L'état physique de l'équipe a également été largement abordé lors de la conférence de presse. De la Fuente a confirmé que chaque joueur est disponible, y compris Pedro Porro, qui avait subi un coup.
"Il va bien. Tout le monde a bien entraîné aujourd'hui. Ce sont les moments les plus critiques car on espère toujours que rien ne se passe." Concernant le latéral, il a ajouté : "Il a eu un coup dur à un endroit douloureux, ce que nous appelons un bocadillo. Hier, nous avons préféré qu'il se repose et aujourd'hui il a entraîné normalement. Il est en parfaite condition physique."
L'entraîneur a également été interrogé sur le duel entre Lamine Yamal et Lionel Messi. Il a rejeté toute comparaison et demandé que le jeune ailier espagnol soit autorisé à se développer à son propre rythme.
"Lamine doit être Lamine. Messi est quelque chose d'irrépétable, un énorme talent et un exemple pour la jeune génération. La meilleure chose que nous puissions faire pour Lamine est de le soutenir, car il a un potentiel extraordinaire."
Sur les clés de son succès à la tête de l'Espagne, De la Fuente a de nouveau souligné l'effort collectif derrière l'équipe.
"Travail, travail et travail. Il faut s'entourer de bons compagnons de voyage et construire une équipe qui vous aide. Mais surtout, se sentir bien accompagné."
Il a également voulu souligner l'engagement total du vestiaire tout au long du tournoi.

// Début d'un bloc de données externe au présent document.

//! Atomic backing storage for packed state and inlined fields.
//!
//! # Concurrency
//!
//! Readers load words with `Acquire`; writers update them with
//! compare-exchange loops (`AcqRel`). A masked write only replaces the bits of
//! its own range, so concurrent writers of neighbouring ranges never lose each
//! other's updates, and readers always observe some complete word value.

use crate::bits::BitRange;
use morph_core::ConfigError;
use parking_lot::RwLock;
use std::any::Any;
use std::sync::Arc;
use std::sync::atomic::{AtomicU64, Ordering};

/// Type-erased reference stored in a reference slot.
pub type SharedRef = Arc<dyn Any + Send + Sync>;

/// Storage region owned by one parent node.
pub struct InlineStorage {
    words: Box<[AtomicU64]>,
    primitives: Box<[AtomicU64]>,
    references: Box<[RwLock<Option<SharedRef>>]>,
    verify_bits: bool,
}

impl InlineStorage {
    /// Allocate zeroed storage.
    pub fn new(
        word_count: usize,
        primitive_count: usize,
        reference_count: usize,
        verify_bits: bool,
    ) -> Self {
        Self {
            words: (0..word_count).map(|_| AtomicU64::new(0)).collect(),
            primitives: (0..primitive_count).map(|_| AtomicU64::new(0)).collect(),
            references: (0..reference_count).map(|_| RwLock::new(None)).collect(),
            verify_bits,
        }
    }

    /// Number of state words.
    #[inline]
    pub fn word_count(&self) -> usize {
        self.words.len()
    }

    /// Number of primitive slots.
    #[inline]
    pub fn primitive_count(&self) -> usize {
        self.primitives.len()
    }

    /// Number of reference slots.
    #[inline]
    pub fn reference_count(&self) -> usize {
        self.references.len()
    }

    // =========================================================================
    // State Words
    // =========================================================================

    /// Load a whole word.
    #[inline(always)]
    pub fn load_word(&self, word: u32) -> u64 {
        debug_assert!((word as usize) < self.words.len());
        self.words
            .get(word as usize)
            .map_or(0, |w| w.load(Ordering::Acquire))
    }

    /// Read the value held in `range`.
    #[inline(always)]
    pub fn read(&self, range: BitRange) -> u64 {
        (self.load_word(range.word()) & range.mask()) >> range.offset()
    }

    /// Whether any bit of `range` is set.
    #[inline(always)]
    pub fn any(&self, range: BitRange) -> bool {
        self.load_word(range.word()) & range.mask() != 0
    }

    /// Replace the bits of `range` with `value`, leaving all other bits intact.
    ///
    /// Returns the previous value of the range.
    pub fn write(&self, range: BitRange, value: u64) -> Result<u64, ConfigError> {
        let written = value & range.max_value();
        if self.verify_bits && written != value {
            return Err(ConfigError::BitsLost {
                provided: value,
                written,
            });
        }
        let word = self.word(range)?;
        let mask = range.mask();
        let shifted = written << range.offset();
        let previous = word
            .fetch_update(Ordering::AcqRel, Ordering::Acquire, |old| {
                Some((old & !mask) | shifted)
            })
            .unwrap_or_else(|old| old);
        Ok((previous & mask) >> range.offset())
    }

    /// Atomically apply `update` to the value held in `range`.
    ///
    /// `update` may run several times under contention and must be pure.
    pub fn update<F>(&self, range: BitRange, update: F) -> Result<u64, ConfigError>
    where
        F: Fn(u64) -> u64,
    {
        let word = self.word(range)?;
        let mask = range.mask();
        let max = range.max_value();
        let verify = self.verify_bits;
        let mut lost = None;
        let previous = word.fetch_update(Ordering::AcqRel, Ordering::Acquire, |old| {
            let current = (old & mask) >> range.offset();
            let next = update(current);
            if verify && next & !max != 0 {
                lost = Some(next);
                return None;
            }
            Some((old & !mask) | ((next & max) << range.offset()))
        });
        match previous {
            Ok(old) => Ok((old & mask) >> range.offset()),
            Err(_) => {
                let provided = lost.unwrap_or_default();
                Err(ConfigError::BitsLost {
                    provided,
                    written: provided & max,
                })
            }
        }
    }

    /// Set every bit of `range`.
    #[inline]
    pub fn set_all(&self, range: BitRange) -> Result<(), ConfigError> {
        self.word(range)?.fetch_or(range.mask(), Ordering::AcqRel);
        Ok(())
    }

    /// Clear every bit of `range`.
    #[inline]
    pub fn clear_all(&self, range: BitRange) -> Result<(), ConfigError> {
        self.word(range)?.fetch_and(!range.mask(), Ordering::AcqRel);
        Ok(())
    }

    fn word(&self, range: BitRange) -> Result<&AtomicU64, ConfigError> {
        self.words
            .get(range.word() as usize)
            .ok_or(ConfigError::InvalidBitRange {
                offset: range.start(),
                len: range.len(),
                reason: "range lies outside the storage region",
            })
    }

    // =========================================================================
    // Primitive Slots
    // =========================================================================

    /// Raw bits of a primitive slot.
    #[inline]
    pub fn load_primitive(&self, index: usize) -> Option<u64> {
        self.primitives.get(index).map(|p| p.load(Ordering::Acquire))
    }

    /// Store raw bits into a primitive slot. Returns `false` when out of range.
    #[inline]
    pub fn store_primitive(&self, index: usize, bits: u64) -> bool {
        match self.primitives.get(index) {
            Some(p) => {
                p.store(bits, Ordering::Release);
                true
            }
            None => false,
        }
    }

    /// Atomically transform a primitive slot, returning the previous bits.
    pub fn update_primitive<F>(&self, index: usize, update: F) -> Option<u64>
    where
        F: Fn(u64) -> u64,
    {
        let slot = self.primitives.get(index)?;
        let previous = slot
            .fetch_update(Ordering::AcqRel, Ordering::Acquire, |old| Some(update(old)))
            .unwrap_or_else(|old| old);
        Some(previous)
    }

    // =========================================================================
    // Reference Slots
    // =========================================================================

    /// Current reference in a slot.
    #[inline]
    pub fn load_reference(&self, index: usize) -> Option<SharedRef> {
        self.references.get(index).and_then(|r| r.read().clone())
    }

    /// Replace a reference slot. Returns `false` when out of range.
    pub fn store_reference(&self, index: usize, value: Option<SharedRef>) -> bool {
        match self.references.get(index) {
            Some(slot) => {
                *slot.write() = value;
                true
            }
            None => false,
        }
    }

    /// Store `value` only if the slot still holds `expected` (by identity).
    pub fn compare_and_set_reference(
        &self,
        index: usize,
        expected: Option<&SharedRef>,
        value: Option<SharedRef>,
    ) -> bool {
        let Some(slot) = self.references.get(index) else {
            return false;
        };
        let mut guard = slot.write();
        let matches = match (guard.as_ref(), expected) {
            (None, None) => true,
            (Some(current), Some(expected)) => Arc::ptr_eq(current, expected),
            _ => false,
        };
        if matches {
            *guard = value;
        }
        matches
    }

    // =========================================================================
    // Maintenance
    // =========================================================================

    /// Zero all words and primitives and drop all references.
    pub fn reset(&self) {
        for w in self.words.iter() {
            w.store(0, Ordering::Release);
        }
        for p in self.primitives.iter() {
            p.store(0, Ordering::Release);
        }
        for r in self.references.iter() {
            *r.write() = None;
        }
    }
}

impl std::fmt::Debug for InlineStorage {
    fn fmt(&self, f: &mut std::fmt::Formatter<'_>) -> std::fmt::Result {
        let words: Vec<String> = self
            .words
            .iter()
            .map(|w| format!("{:#018x}", w.load(Ordering::Relaxed)))
            .collect();
        f.debug_struct("InlineStorage")
            .field("words", &words)
            .field("primitives", &self.primitives.len())
            .field("references", &self.references.len())
            .finish()
    }
}

// =============================================================================
// Tests
// =============================================================================

#[cfg(test)]
mod tests {
    use super::*;
    use std::thread;

    fn range(word: u32, offset: u32, len: u32) -> BitRange {
        BitRange::new(word, offset, len).unwrap()
    }

    #[test]
    fn test_read_write() {
        let storage = InlineStorage::new(1, 0, 0, true);
        let r = range(0, 3, 4);
        assert_eq!(storage.write(r, 0b1011).unwrap(), 0);
        assert_eq!(storage.read(r), 0b1011);
        assert_eq!(storage.load_word(0), 0b1011 << 3);
    }

    #[test]
    fn test_adjacent_ranges_are_isolated() {
        let storage = InlineStorage::new(1, 0, 0, true);
        let left = range(0, 0, 8);
        let mid = range(0, 8, 8);
        let right = range(0, 16, 8);

        storage.write(left, 0xFF).unwrap();
        storage.write(right, 0xFF).unwrap();
        storage.write(mid, 0x00).unwrap();
        assert_eq!(storage.read(left), 0xFF);
        assert_eq!(storage.read(right), 0xFF);

        storage.write(mid, 0xFF).unwrap();
        storage.write(left, 0x00).unwrap();
        storage.write(right, 0x00).unwrap();
        assert_eq!(storage.read(mid), 0xFF);
        assert_eq!(storage.load_word(0), 0xFF00);
    }

    #[test]
    fn test_bits_lost_detected() {
        let storage = InlineStorage::new(1, 0, 0, true);
        let err = storage.write(range(0, 0, 2), 0b111).unwrap_err();
        assert_eq!(
            err,
            ConfigError::BitsLost {
                provided: 0b111,
                written: 0b11
            }
        );
        assert_eq!(storage.load_word(0), 0);
    }

    #[test]
    fn test_bits_truncated_without_verification() {
        let storage = InlineStorage::new(1, 0, 0, false);
        storage.write(range(0, 0, 2), 0b111).unwrap();
        assert_eq!(storage.load_word(0), 0b11);
    }

    #[test]
    fn test_update_rejects_overflow() {
        let storage = InlineStorage::new(1, 0, 0, true);
        let r = range(0, 4, 2);
        assert_eq!(storage.update(r, |v| v + 1).unwrap(), 0);
        assert_eq!(storage.update(r, |v| v + 2).unwrap(), 1);
        assert!(storage.update(r, |v| v + 1).is_err());
        assert_eq!(storage.read(r), 3);
    }

    #[test]
    fn test_out_of_region_write() {
        let storage = InlineStorage::new(1, 0, 0, true);
        assert!(storage.write(range(2, 0, 1), 1).is_err());
    }

    #[test]
    fn test_concurrent_writers_never_lose_foreign_bits() {
        let storage = Arc::new(InlineStorage::new(1, 0, 0, true));
        let handles: Vec<_> = (0..8u32)
            .map(|i| {
                let storage = Arc::clone(&storage);
                thread::spawn(move || {
                    let r = range(0, i * 8, 8);
                    for v in 0..=255u64 {
                        storage.write(r, v).unwrap();
                    }
                })
            })
            .collect();
        for h in handles {
            h.join().unwrap();
        }
        assert_eq!(storage.load_word(0), u64::MAX);
    }

    #[test]
    fn test_primitive_and_reference_slots() {
        let storage = InlineStorage::new(0, 2, 1, true);
        assert!(storage.store_primitive(1, 42));
        assert_eq!(storage.load_primitive(1), Some(42));
        assert_eq!(storage.update_primitive(1, |v| v + 1), Some(42));
        assert_eq!(storage.load_primitive(1), Some(43));
        assert_eq!(storage.load_primitive(2), None);

        let value: SharedRef = Arc::new(String::from("cached"));
        assert!(storage.compare_and_set_reference(0, None, Some(Arc::clone(&value))));
        assert!(!storage.compare_and_set_reference(0, None, None));
        let loaded = storage.load_reference(0).unwrap();
        assert_eq!(loaded.downcast_ref::<String>().unwrap(), "cached");

        storage.reset();
        assert!(storage.load_reference(0).is_none());
        assert_eq!(storage.load_primitive(1), Some(0));
    }
}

"Avant de commencer cette aventure, nous avons eu une réunion et je leur ai dit comment cette Coupe du Monde allait se dérouler. J'ai terminé en disant : 'C'est comme ça.' À partir de ce moment, il n'y a eu aucune plainte, pas une seule réclamation. Tout ce qui nous semble étrange maintenant pourrait bien être complètement normal dans le football dans quelques années."
Sur son approche du match lui-même, De la Fuente a expliqué que l'équilibre sera crucial dans une finale aussi équilibrée.
"Scaloni et moi sommes d'accord sur de nombreux concepts. Dans cette égalité, nous devrons essayer de gagner par de petits détails et de nous imposer. Et quand il sera temps de souffrir, nous souffrirons."
Interrogé sur la possibilité de marquer Messi à la culotte, il a rappelé une anecdote de son temps à entraîner l'équipe des jeunes de Séville.
"J'ai rencontré Messi quand j'entraînais l'équipe des jeunes de Séville. Au début, nous l'avons marqué à la culotte, le joueur qui le suivait a été averti, je l'ai remplacé... et ils ont marqué quatre buts contre nous. Nous ne le marquerons pas à la culotte, mais nous serons très attentifs. Scaloni et moi sommes deux grands compétiteurs qui s'admirent beaucoup. C'est un privilège de l'affronter."
Enfin, l'entraîneur a de nouveau loué l'Argentine et a révélé qu'il avait demandé conseil à quelqu'un qui sait exactement ce que cela signifie de jouer une finale de Coupe du Monde : Vicente del Bosque.
"Je respecte toutes les opinions, mais j'éprouve une énorme admiration pour une équipe nationale qui a tant gagné et qui, de surcroît, est dirigée par un ami à moi. Ce sont de grands footballeurs. Celui qui jouera le mieux et contrôlera la situation sera plus proche de la victoire."
Sur Del Bosque, il a conclu : "Vous savez déjà l'admiration que j'ai pour lui. Je lui ai demandé parce que je l'aime beaucoup. C'est un homme sage du football et il a vécu cette situation. Personne n'est mieux placé pour vous conseiller que quelqu'un qui l'a connue. Cela dit, chaque match est toujours différent."